Hard-core hagiography
Behold perhaps the most ludicrous movie trailer I’ve ever seen. The unintentional comedy is too various to even mention here, but when are people going to get off this subject? After accepting that the Virgin Mary was impregnated by a beam of light and the doctrine of consubstantiality, why are we pretending to be skeptical and look for evidence for our theories now? On the other hand it doesn’t surprise me that the people that Jesus was supposed to have become the father of are French, or that the French renouncing of the authority of the Catholic Church has by an admirably circuitous act of deviousness now allowed them to claim to be the children of the Son of God.
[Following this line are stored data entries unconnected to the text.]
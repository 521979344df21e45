//! Platform data directory for the store and the configuration file.
//!
//! | Platform | Base directory                      |
//! |----------|-------------------------------------|
//! | Windows  | `%LOCALAPPDATA%`                    |
//! | macOS    | `$HOME/Library/Application Support` |
//! | Linux    | `$HOME/.local/share`                |
//!
//! Files live under `<base>/<owner>/<app>`, both names taken from the
//! package metadata at build time. `TASKFORGE_DATA_DIR` replaces the whole
//! path, which keeps a store local to a project or a test.

use std::env::consts::OS;
use std::env::var;
use std::fs;
use std::io;
use std::path::{Path, PathBuf};

include!(concat!(env!("OUT_DIR"), "/app_metadata.rs"));

pub const DATA_DIR_ENV: &str = "TASKFORGE_DATA_DIR";

#[derive(Debug, Clone)]
pub struct DataStorage {
    base_path: PathBuf,
}

impl DataStorage {
    pub fn new() -> Self {
        if let Ok(dir) = var(DATA_DIR_ENV) {
            if !dir.trim().is_empty() {
                return Self::at(dir);
            }
        }

        let base_path = match OS {
            "windows" => var("LOCALAPPDATA").unwrap_or_else(|_| ".".into()),
            "macos" => var("HOME").unwrap_or_else(|_| ".".into()) + "/Library/Application Support",
            _ => var("HOME").unwrap_or_else(|_| ".".into()) + "/.local/share",
        };
        Self::at(Path::new(&base_path).join(APP_METADATA_OWNER).join(APP_METADATA_NAME))
    }

    /// Storage rooted at an explicit directory.
    pub fn at(base_path: impl Into<PathBuf>) -> Self {
        Self {
            base_path: base_path.into(),
        }
    }

    pub fn base_path(&self) -> &Path {
        &self.base_path
    }

    /// Path of `file_name` inside the data directory, creating the directory if needed.
    pub fn get_path(&self, file_name: &str) -> io::Result<PathBuf> {
        if !self.base_path.exists() {
            fs::create_dir_all(&self.base_path)?;
        }
        Ok(self.base_path.join(file_name))
    }
}

impl Default for DataStorage {
    fn default() -> Self {
        Self::new()
    }
}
At any rate, this scanning of old paintings is turning the museums and cathedrals of Europe into Us fucking Weekly. “Is she pregnant?” “Do they look together in this picture?” So far fundamentalist Christians have been locked in a long and extremely un-scary feud with the entertainment industry, but now my biggest fear if Jesus does come back to earth is that religious veneration and its idolatrous cousin celebrity culture will merge. The Beatific Vision is basically the same principle as one long gratuitously doting photo shoot. The Rapture will probably be some interminable red-carpet ceremony and all eternity will be Oscar night, with the blessed collecting their trophies and the condemned passed up for the award for “Most Convincing Design of Prosthetics for 70-year-olds” forced to sit there and stare at the doors with fire-exit signs saying “No Exit” above them.
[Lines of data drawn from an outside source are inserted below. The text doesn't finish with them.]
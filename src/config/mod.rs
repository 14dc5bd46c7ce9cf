use serde::{Deserialize, Serialize};
use std::{
    fs,
    path::{Path, PathBuf},
};

use crate::{
    currency::{
        source::DEFAULT_RATE_ENDPOINT, CurrencyCode, CurrencyNormalizer, ErApiRateSource,
        FallbackRates,
    },
    domain::{
        prediction::{BASELINE_EXPENSE_FIELDS, BASELINE_INCOME_FIELDS},
        FieldCatalog, OwnerId,
    },
    errors::{FinanceError, Result},
    utils::{app_data_dir, config_file_in, ensure_dir, write_atomic},
};

#[derive(Debug, Clone, PartialEq, Serialize, Deserialize)]
#[serde(default)]
pub struct Config {
    /// Currency savings and projections are reported in.
    pub base_currency: CurrencyCode,
    /// Currency shown alongside the base amount.
    pub secondary_currency: CurrencyCode,
    pub fallback_rates: FallbackRates,
    pub rate_endpoint: String,
    pub default_owner: String,
    pub baseline_income_fields: Vec<String>,
    pub baseline_expense_fields: Vec<String>,
}

impl Default for Config {
    fn default() -> Self {
        Self {
            base_currency: CurrencyCode::new("PHP"),
            secondary_currency: CurrencyCode::new("JPY"),
            fallback_rates: FallbackRates::default(),
            rate_endpoint: DEFAULT_RATE_ENDPOINT.into(),
            default_owner: "family".into(),
            baseline_income_fields: BASELINE_INCOME_FIELDS
                .iter()
                .map(|k| k.to_string())
                .collect(),
            baseline_expense_fields: BASELINE_EXPENSE_FIELDS
                .iter()
                .map(|k| k.to_string())
                .collect(),
        }
    }
}

impl Config {
    pub fn validate(&self) -> Result<()> {
        for (label, code) in [
            ("base_currency", &self.base_currency),
            ("secondary_currency", &self.secondary_currency),
        ] {
            let valid = code.as_str().len() == 3
                && code.as_str().chars().all(|ch| ch.is_ascii_uppercase());
            if !valid {
                return Err(FinanceError::Config(format!(
                    "{label} `{code}` is not a three-letter currency code"
                )));
            }
        }
        if self.default_owner.trim().is_empty() {
            return Err(FinanceError::Config("default_owner must not be empty".into()));
        }
        if !self.rate_endpoint.starts_with("http://") && !self.rate_endpoint.starts_with("https://")
        {
            return Err(FinanceError::Config(format!(
                "rate_endpoint `{}` must be an http(s) URL",
                self.rate_endpoint
            )));
        }
        Ok(())
    }

    pub fn default_owner(&self) -> OwnerId {
        OwnerId::new(self.default_owner.trim())
    }

    /// Field catalog seeded with the configured baseline keys.
    pub fn field_catalog(&self) -> FieldCatalog {
        FieldCatalog::new(
            self.baseline_income_fields.clone(),
            self.baseline_expense_fields.clone(),
        )
    }

    /// Normalizer backed by the configured HTTP endpoint and fallback constants.
    pub fn normalizer(&self) -> CurrencyNormalizer {
        CurrencyNormalizer::new(
            Box::new(ErApiRateSource::new(self.rate_endpoint.clone())),
            self.fallback_rates.clone(),
        )
    }
}

pub struct ConfigManager {
    path: PathBuf,
}

impl ConfigManager {
    pub fn new() -> Result<Self> {
        Self::from_base(app_data_dir())
    }

    pub fn with_base_dir(base: PathBuf) -> Result<Self> {
        Self::from_base(base)
    }

    fn from_base(base: PathBuf) -> Result<Self> {
        ensure_dir(&base)?;
        Ok(Self {
            path: config_file_in(&base),
        })
    }

    pub fn path(&self) -> &Path {
        &self.path
    }

    /// Stored configuration, or defaults when nothing has been saved yet.
    pub fn load(&self) -> Result<Config> {
        if !self.path.exists() {
            return Ok(Config::default());
        }
        let data = fs::read_to_string(&self.path)?;
        let config: Config = serde_json::from_str(&data)
            .map_err(|err| FinanceError::Config(format!("{}: {err}", self.path.display())))?;
        config.validate()?;
        Ok(config)
    }

    pub fn save(&self, config: &Config) -> Result<()> {
        config.validate()?;
        let json = serde_json::to_string_pretty(config)?;
        write_atomic(&self.path, &json)?;
        tracing::info!(path = %self.path.display(), "configuration saved");
        Ok(())
    }
}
Whatever the Future Business Leaders of America say, no society would work if everyone were a leader. Most people have to be followers. So it makes sense that most people have an innate tendency to fawn on those that seem to be leaders. But just like with porn, religion and celebrity worship have both managed to lure an instinct with a perfectly useful and necessary biological function for survival off the path and trick it into rubbing its leadership-worshiping member for something that’s either not there or has been created purely to agitate this very feeling.